All substantial investments are scrutinized for their return. Different criteria are used in this justification, and typically the percentage annual return and the payback period are considered vitally important. Management may feel more comfortable with a 30% annual return on a ‘soft’ investment such as market research as it could have a short period during which it can payback (compared with a 15-20% return on a fixed investment that has a payback over many years). Payback in itself may be a limited measure because the value of money can vary over time, because the levels of risk alter depending on the type of investment, and because there could be different opportunity costs for the investment, i.e. the money could be spent elsewhere.

In the main, most companies measure ROI on fixed investments, such as new buildings – capital items that are listed on the balance sheet. The day-to-day running costs of businesses, however, have traditionally never had ROI measured. For instance, organizations do not measure the ROI of paper clips or the coffee machine. That said, organizations also spend considerable amounts of money on the likes of insurance – office
and property insurance, health insurance and liability insurance, to name but a few examples – and yet they do not measure ROI on these expenditures. With this in mind, why have organizations become so interested in questioning the potential return on investment of market research projects, when market research is, in effect, insurance for reducing risk in business decision-making?

Indeed, marketers appear to be taking the measurement of marketing ROI increasingly seriously, as a recent study of surveyed marketers has shown:

• 26% of marketers indicated that their companies calculate ROI for at least some of their marketing campaigns or investments, up from 18% in 2007.
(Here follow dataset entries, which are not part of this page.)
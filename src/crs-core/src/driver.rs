//! Recognition session driver
//!
//! Walks documents in the order given and their pages in ascending order,
//! handing each page to a [`PageStrategy`]. Two strategies exist because the
//! engine supports two call sequences:
//!
//! - [`ScriptLanguageStrategy`]: phase by phase, reporting the alphabet and
//!   optionally the language of each page.
//! - [`FullRecognitionStrategy`]: one combined recognition call producing
//!   text output.
//!
//! The first error ends the batch; it is returned to the caller, which owns
//! the session and therefore its shutdown.

use anyhow::Result;
use crs_engine::{Document, EngineApi, OutputPaths, PageOptions, Session};
use serde::{Deserialize, Serialize};
use std::io::Write;
use std::path::{Path, PathBuf};
use tracing::{debug, info};

use crate::outputs;
use crate::report;

/// Where a page sits in the batch
#[derive(Debug, Clone, Copy)]
pub struct PagePosition<'a> {
    /// 0-based position of the document among the inputs
    pub document_index: usize,
    pub document: &'a Path,
    /// 0-based page number within the document
    pub page: u32,
}

/// What happened to one page
#[derive(Debug, Clone, PartialEq, Eq, Serialize, Deserialize)]
pub struct PageRecord {
    pub page: u32,
    pub alphabet: Option<String>,
    pub language: Option<String>,
    pub outputs: OutputPaths,
}

#[derive(Debug, Clone, PartialEq, Eq, Serialize, Deserialize)]
pub struct DocumentRecord {
    pub path: PathBuf,
    pub page_count: u32,
    pub pages: Vec<PageRecord>,
}

/// Everything a successful run processed
#[derive(Debug, Clone, Default, PartialEq, Eq, Serialize, Deserialize)]
pub struct BatchSummary {
    pub documents: Vec<DocumentRecord>,
}

impl BatchSummary {
    pub fn pages_processed(&self) -> usize {
        self.documents.iter().map(|document| document.pages.len()).sum()
    }

    /// Write the summary as pretty JSON
    pub fn write_json(&self, path: &Path) -> Result<()> {
        let json = serde_json::to_string_pretty(self)?;
        std::fs::write(path, json)?;
        Ok(())
    }
}

/// One way of driving a page through the engine
pub trait PageStrategy {
    /// Called once a document is bound, before its first page
    fn begin_document<E: EngineApi>(
        &self,
        _document: &Document<'_, E>,
        _out: &mut dyn Write,
    ) -> Result<()> {
        Ok(())
    }

    /// Open the next page of `document`, process it and close it
    fn process_page<E: EngineApi>(
        &self,
        document: &mut Document<'_, E>,
        position: PagePosition<'_>,
        out: &mut dyn Write,
    ) -> Result<PageRecord>;
}

/// Phase-by-phase script (and optionally language) identification
#[derive(Debug, Clone, Default)]
pub struct ScriptLanguageStrategy {
    pub options: PageOptions,
    pub identify_language: bool,
    /// Directory for cleaned images; None writes bare file names
    pub output_dir: Option<PathBuf>,
}

impl PageStrategy for ScriptLanguageStrategy {
    fn process_page<E: EngineApi>(
        &self,
        document: &mut Document<'_, E>,
        position: PagePosition<'_>,
        out: &mut dyn Write,
    ) -> Result<PageRecord> {
        report::page_header(out, position.document, position.page)?;

        let mut page = document.begin_page()?;
        page.configure(&self.options)?;

        let alphabet = page.run_script_identification()?;
        report::alphabet(out, &alphabet)?;

        let language = if self.identify_language {
            let language = page.run_language_identification()?;
            report::language(out, &language)?;
            Some(language)
        } else {
            None
        };

        let cleaned = outputs::cleaned_image_path(
            self.output_dir.as_deref(),
            position.document_index,
            position.page,
        );
        report::cleaned_image(out, &cleaned)?;

        let outputs = OutputPaths::cleaned_only(cleaned);
        page.set_output_paths(&outputs)?;
        page.write_outputs_and_close()?;

        Ok(PageRecord {
            page: position.page,
            alphabet: Some(alphabet),
            language,
            outputs,
        })
    }
}

/// Single-call recognition with cleaned image and text outputs
#[derive(Debug, Clone)]
pub struct FullRecognitionStrategy {
    /// Prefix of every generated file
    pub output_base: PathBuf,
}

impl PageStrategy for FullRecognitionStrategy {
    fn begin_document<E: EngineApi>(
        &self,
        document: &Document<'_, E>,
        out: &mut dyn Write,
    ) -> Result<()> {
        report::page_count(out, document.page_count())?;
        Ok(())
    }

    fn process_page<E: EngineApi>(
        &self,
        document: &mut Document<'_, E>,
        position: PagePosition<'_>,
        out: &mut dyn Write,
    ) -> Result<PageRecord> {
        let mut page = document.begin_page()?;

        let outputs = outputs::recognition_outputs(&self.output_base, position.page);
        page.set_output_paths(&outputs)?;

        let language = page.run_full_recognition()?;
        report::recognized_language(out, &language)?;

        page.write_outputs_and_close()?;

        Ok(PageRecord {
            page: position.page,
            alphabet: None,
            language: Some(language),
            outputs,
        })
    }
}

/// Drive every page of every input through `strategy`
pub fn run_batch<E, S>(
    session: &mut Session<E>,
    inputs: &[PathBuf],
    strategy: &S,
    out: &mut dyn Write,
) -> Result<BatchSummary>
where
    E: EngineApi,
    S: PageStrategy,
{
    let mut summary = BatchSummary::default();

    for (document_index, path) in inputs.iter().enumerate() {
        info!("processing document {}: {:?}", document_index, path);

        let mut document = session.open_document(path)?;
        strategy.begin_document(&document, out)?;

        let page_count = document.page_count();
        let mut pages = Vec::new();
        for page in 0..page_count {
            let position = PagePosition {
                document_index,
                document: path,
                page,
            };
            pages.push(strategy.process_page(&mut document, position, out)?);
        }
        out.flush()?;

        debug!("finished {:?}", path);
        summary.documents.push(DocumentRecord {
            path: path.clone(),
            page_count,
            pages,
        });
    }

    info!(
        "processed {} page(s) in {} document(s)",
        summary.pages_processed(),
        summary.documents.len()
    );
    Ok(summary)
}
// Request engine
//
// Executes requests for one resource definition: builds the transport
// request, validates the response, and runs it through the matching
// response parser. Generated route methods dispatch through `call`.

use std::sync::Arc;
use std::time::Duration;

use serde_json::{Map, Value};
use tracing::{debug, trace};

use crate::error::Error;
use crate::options::{RequestOptions, RouteCall};
use crate::resource::ResourceDef;
use crate::route::Verb;
use crate::transport::{Transport, TransportRequest, TransportResponse};
use crate::util::is_falsy;

const JSON_CONTENT_TYPE: &str = "application/json";

/// Executes requests for a [`ResourceDef`] over a [`Transport`].
///
/// Cheap to share: both the definition and the transport are behind
/// `Arc`, and every request future is `Send`.
#[derive(Clone)]
pub struct RequestEngine {
    def: Arc<ResourceDef>,
    transport: Arc<dyn Transport>,
}

impl RequestEngine {
    pub fn new(def: impl Into<Arc<ResourceDef>>, transport: Arc<dyn Transport>) -> Self {
        Self {
            def: def.into(),
            transport,
        }
    }

    pub fn definition(&self) -> &ResourceDef {
        &self.def
    }

    /// Effective timeout for requests without an explicit override.
    pub fn timeout(&self) -> Duration {
        self.def.timeout()
    }

    /// Invoke a generated route method by name.
    pub async fn call(&self, method: &str, call: RouteCall) -> Result<Value, Error> {
        let route = self
            .def
            .routes()
            .get(method)
            .ok_or_else(|| Error::UnknownMethod {
                name: method.to_owned(),
            })?;
        let resolved = route.resolve(call)?;
        trace!(method, uri = %resolved.uri, "route resolved");

        match resolved.verb {
            Verb::Get => self.get(&resolved.uri, resolved.body, resolved.options).await,
            Verb::Post => self.post(&resolved.uri, resolved.body, resolved.options).await,
            Verb::Put => self.put(&resolved.uri, resolved.body, resolved.options).await,
            Verb::Del => self.del(&resolved.uri, resolved.body, resolved.options).await,
        }
    }

    pub async fn get(
        &self,
        uri: &str,
        params: Map<String, Value>,
        options: RequestOptions,
    ) -> Result<Value, Error> {
        self.request(Verb::Get, uri, params, options).await
    }

    pub async fn post(
        &self,
        uri: &str,
        params: Map<String, Value>,
        options: RequestOptions,
    ) -> Result<Value, Error> {
        self.request(Verb::Post, uri, params, options).await
    }

    /// PUT sends a JSON body unless the caller opts out.
    pub async fn put(
        &self,
        uri: &str,
        params: Map<String, Value>,
        mut options: RequestOptions,
    ) -> Result<Value, Error> {
        options.json_body.get_or_insert(true);
        self.request(Verb::Put, uri, params, options).await
    }

    pub async fn del(
        &self,
        uri: &str,
        params: Map<String, Value>,
        options: RequestOptions,
    ) -> Result<Value, Error> {
        self.request(Verb::Del, uri, params, options).await
    }

    /// Send a request to `root_uri + uri` and resolve with the parsed
    /// payload.
    ///
    /// An empty/falsy body or one rejected by the definition's validity
    /// check fails with [`Error::RequestFailed`]; transport errors pass
    /// through unchanged.
    pub async fn request(
        &self,
        verb: Verb,
        uri: &str,
        params: Map<String, Value>,
        options: RequestOptions,
    ) -> Result<Value, Error> {
        let request = self.prepare(verb, uri, &params, &options)?;
        debug!(%verb, url = %request.url, "sending request");

        let TransportResponse {
            mut body,
            status,
            raw,
        } = self.transport.send(request).await?;

        self.def.apply_response_defaults(&mut body);
        if is_falsy(&body) || !self.def.is_valid_response(&body, status, &raw) {
            debug!(%verb, uri, status, "response rejected");
            return Err(Error::RequestFailed {
                payload: self.def.fail_payload(body),
                status,
            });
        }

        let payload = self.def.success_payload(body);
        let parsed = match self.def.parsers().resolve(uri, verb) {
            Some(parser) => parser(payload, &params),
            None => Some(payload),
        };
        Ok(parsed
            .filter(|v| !is_falsy(v))
            .unwrap_or_else(|| Value::Object(Map::new())))
    }

    fn prepare(
        &self,
        verb: Verb,
        uri: &str,
        params: &Map<String, Value>,
        options: &RequestOptions,
    ) -> Result<TransportRequest, Error> {
        let url = options
            .url
            .clone()
            .unwrap_or_else(|| format!("{}{uri}", self.def.root_uri()));
        let data = options.data.clone().unwrap_or_else(|| params.clone());
        let timeout = options
            .timeout_ms
            .filter(|ms| *ms > 0)
            .map_or_else(|| self.timeout(), Duration::from_millis);

        let mut request = TransportRequest {
            verb,
            url,
            data,
            body: None,
            content_type: options.content_type.clone(),
            process_data: options.process_data.unwrap_or(true),
            timeout,
            headers: options.headers.clone(),
        };

        if options.wants_json_body() {
            let body = serde_json::to_string(&request.data).map_err(|e| Error::Deserialization {
                message: format!("failed to encode request body: {e}"),
                body: String::new(),
            })?;
            request.body = Some(body);
            request
                .content_type
                .get_or_insert_with(|| JSON_CONTENT_TYPE.to_owned());
            request.process_data = false;
        }

        Ok(request)
    }
}

#[cfg(test)]
#[allow(clippy::unwrap_used)]
mod tests {
    use std::sync::Mutex;

    use async_trait::async_trait;
    use pretty_assertions::assert_eq;
    use serde_json::json;

    use super::*;
    use crate::parser::{HandlerSet, ParserTarget};
    use crate::transport::RawResponse;

    /// Records every request and answers with a canned response.
    struct Recorder {
        sent: Mutex<Vec<TransportRequest>>,
        body: Value,
        status: u16,
    }

    impl Recorder {
        fn answering(body: Value) -> Arc<Self> {
            Arc::new(Self {
                sent: Mutex::new(Vec::new()),
                body,
                status: 200,
            })
        }

        fn last(&self) -> TransportRequest {
            self.sent.lock().unwrap().last().cloned().unwrap()
        }
    }

    #[async_trait]
    impl Transport for Recorder {
        async fn send(&self, request: TransportRequest) -> Result<TransportResponse, Error> {
            self.sent.lock().unwrap().push(request);
            Ok(TransportResponse {
                body: self.body.clone(),
                status: self.status,
                raw: RawResponse::default(),
            })
        }
    }

    fn document_def() -> ResourceDef {
        ResourceDef::builder("document")
            .root_uri("/api/")
            .route("CRUD document", "Document")
            .route("GET foo/:id", "requestFoo")
            .build(&HandlerSet::with_builtins())
            .unwrap()
    }

    fn params(value: Value) -> Map<String, Value> {
        value.as_object().cloned().unwrap()
    }

    #[tokio::test]
    async fn request_one_hits_the_positional_uri() {
        let transport = Recorder::answering(json!({ "name": "x" }));
        let engine = RequestEngine::new(document_def(), transport.clone());

        let value = engine
            .call("requestOneDocument", RouteCall::with_args([1]))
            .await
            .unwrap();

        let sent = transport.last();
        assert_eq!(sent.verb, Verb::Get);
        assert_eq!(sent.url, "/api/document/1");
        assert_eq!(value, json!({ "name": "x" }));
    }

    #[tokio::test]
    async fn named_params_are_removed_from_the_body() {
        let transport = Recorder::answering(json!({ "ok": true }));
        let engine = RequestEngine::new(document_def(), transport.clone());

        engine
            .call(
                "requestFoo",
                RouteCall::new().params(params(json!({ "id": 5, "q": "z" }))),
            )
            .await
            .unwrap();

        let sent = transport.last();
        assert_eq!(sent.url, "/api/foo/5");
        assert_eq!(sent.data, params(json!({ "q": "z" })));
    }

    #[tokio::test]
    async fn json_body_is_pre_encoded() {
        let transport = Recorder::answering(json!({ "ok": true }));
        let engine = RequestEngine::new(document_def(), transport.clone());

        engine
            .post(
                "thing",
                params(json!({ "a": 1 })),
                RequestOptions::default().json_body(true),
            )
            .await
            .unwrap();

        let sent = transport.last();
        assert_eq!(sent.body.as_deref(), Some(r#"{"a":1}"#));
        assert_eq!(sent.content_type.as_deref(), Some("application/json"));
        assert!(!sent.process_data);
    }

    #[tokio::test]
    async fn put_defaults_to_json_and_post_does_not() {
        let transport = Recorder::answering(json!({ "ok": true }));
        let engine = RequestEngine::new(document_def(), transport.clone());

        engine
            .call(
                "requestUpdateDocument",
                RouteCall::new().params(params(json!({ "id": 3, "title": "t" }))),
            )
            .await
            .unwrap();
        let put = transport.last();
        assert_eq!(put.verb, Verb::Put);
        assert_eq!(put.url, "/api/document/3");
        assert_eq!(put.body.as_deref(), Some(r#"{"title":"t"}"#));

        engine
            .call("requestCreateDocument", RouteCall::new().param("title", "t"))
            .await
            .unwrap();
        let post = transport.last();
        assert_eq!(post.verb, Verb::Post);
        assert!(post.body.is_none());
        assert!(post.process_data);
    }

    #[tokio::test]
    async fn explicit_url_and_data_win() {
        let transport = Recorder::answering(json!({ "ok": true }));
        let engine = RequestEngine::new(document_def(), transport.clone());

        let options = RequestOptions {
            url: Some("/elsewhere".into()),
            data: Some(params(json!({ "override": true }))),
            ..RequestOptions::default()
        };
        engine
            .get("ignored", params(json!({ "a": 1 })), options)
            .await
            .unwrap();

        let sent = transport.last();
        assert_eq!(sent.url, "/elsewhere");
        assert_eq!(sent.data, params(json!({ "override": true })));
    }

    #[tokio::test]
    async fn timeout_uses_definition_then_override() {
        let def = ResourceDef::builder("t")
            .timeout_ms(750)
            .build(&HandlerSet::new())
            .unwrap();
        let transport = Recorder::answering(json!({ "ok": true }));
        let engine = RequestEngine::new(def, transport.clone());

        engine.get("a", Map::new(), RequestOptions::default()).await.unwrap();
        assert_eq!(transport.last().timeout, Duration::from_millis(750));

        engine
            .get("a", Map::new(), RequestOptions::default().timeout(Duration::from_millis(20)))
            .await
            .unwrap();
        assert_eq!(transport.last().timeout, Duration::from_millis(20));
    }

    #[tokio::test]
    async fn null_body_rejects_even_with_a_permissive_validator() {
        let def = ResourceDef::builder("v")
            .is_valid_response(|_, _, _| true)
            .fail_payload(|body| json!({ "failed": body }))
            .build(&HandlerSet::new())
            .unwrap();
        let engine = RequestEngine::new(def, Recorder::answering(Value::Null));

        let err = engine
            .get("x", Map::new(), RequestOptions::default())
            .await
            .unwrap_err();
        assert_eq!(err.fail_payload(), Some(&json!({ "failed": null })));
        assert_eq!(err.status(), Some(200));
    }

    #[tokio::test]
    async fn validator_rejection_carries_the_fail_payload() {
        let def = ResourceDef::builder("v")
            .is_valid_response(|body, _, _| body["status"] == "ok")
            .fail_payload(|body| body["error"].clone())
            .success_payload(|body| body["result"].clone())
            .build(&HandlerSet::new())
            .unwrap();

        let failing = RequestEngine::new(
            def.clone(),
            Recorder::answering(json!({ "status": "error", "error": "nope" })),
        );
        let err = failing
            .get("x", Map::new(), RequestOptions::default())
            .await
            .unwrap_err();
        assert!(matches!(err, Error::RequestFailed { .. }));
        assert_eq!(err.fail_payload(), Some(&json!("nope")));

        let passing = RequestEngine::new(
            def,
            Recorder::answering(json!({ "status": "ok", "result": { "n": 1 } })),
        );
        let value = passing
            .get("x", Map::new(), RequestOptions::default())
            .await
            .unwrap();
        assert_eq!(value, json!({ "n": 1 }));
    }

    #[tokio::test]
    async fn response_defaults_apply_before_validation() {
        let def = ResourceDef::builder("d")
            .response_default("items", json!([]))
            .build(&HandlerSet::new())
            .unwrap();
        let engine = RequestEngine::new(def, Recorder::answering(json!({ "total": 0 })));

        let value = engine
            .get("x", Map::new(), RequestOptions::default())
            .await
            .unwrap();
        assert_eq!(value, json!({ "total": 0, "items": [] }));
    }

    #[tokio::test]
    async fn matching_parser_transforms_with_original_params() {
        let def = ResourceDef::builder("p")
            .parser(
                "GET doc/:id",
                ParserTarget::handler(|payload, params| {
                    Some(json!({ "doc": payload, "asked": params.get("fields").cloned() }))
                }),
            )
            .build(&HandlerSet::new())
            .unwrap();
        let engine = RequestEngine::new(def, Recorder::answering(json!({ "id": 9 })));

        let value = engine
            .get("doc/9", params(json!({ "fields": "all" })), RequestOptions::default())
            .await
            .unwrap();
        assert_eq!(value, json!({ "doc": { "id": 9 }, "asked": "all" }));

        // POST does not match the GET-only parser.
        let value = engine
            .post("doc/9", Map::new(), RequestOptions::default())
            .await
            .unwrap();
        assert_eq!(value, json!({ "id": 9 }));
    }

    #[tokio::test]
    async fn parser_returning_nothing_resolves_empty_object() {
        let def = ResourceDef::builder("p")
            .parser("ping", ParserTarget::handler(|_, _| None))
            .build(&HandlerSet::new())
            .unwrap();
        let engine = RequestEngine::new(def, Recorder::answering(json!({ "pong": true })));

        let value = engine
            .get("ping", Map::new(), RequestOptions::default())
            .await
            .unwrap();
        assert_eq!(value, json!({}));
    }

    #[tokio::test]
    async fn unknown_methods_fail_without_sending() {
        let transport = Recorder::answering(json!({}));
        let engine = RequestEngine::new(document_def(), transport.clone());

        let err = engine.call("requestNothing", RouteCall::new()).await.unwrap_err();
        assert!(matches!(err, Error::UnknownMethod { .. }));
        assert!(transport.sent.lock().unwrap().is_empty());
    }
}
• More than half (53%) of marketers indicated that their firms use ROI and profitability metrics to assess their marketing effectiveness.

• Almost two-thirds of companies (61%) assess their ability to measure the financial returns of marketing either as entirely adequate or as a real source of leadership.

In short, ROI has become a mantra for many companies. No investment is allowed unless it can be justified, and market research is no exception. The question is, “does ROI work when judging whether an investment in market research is worthwhile?”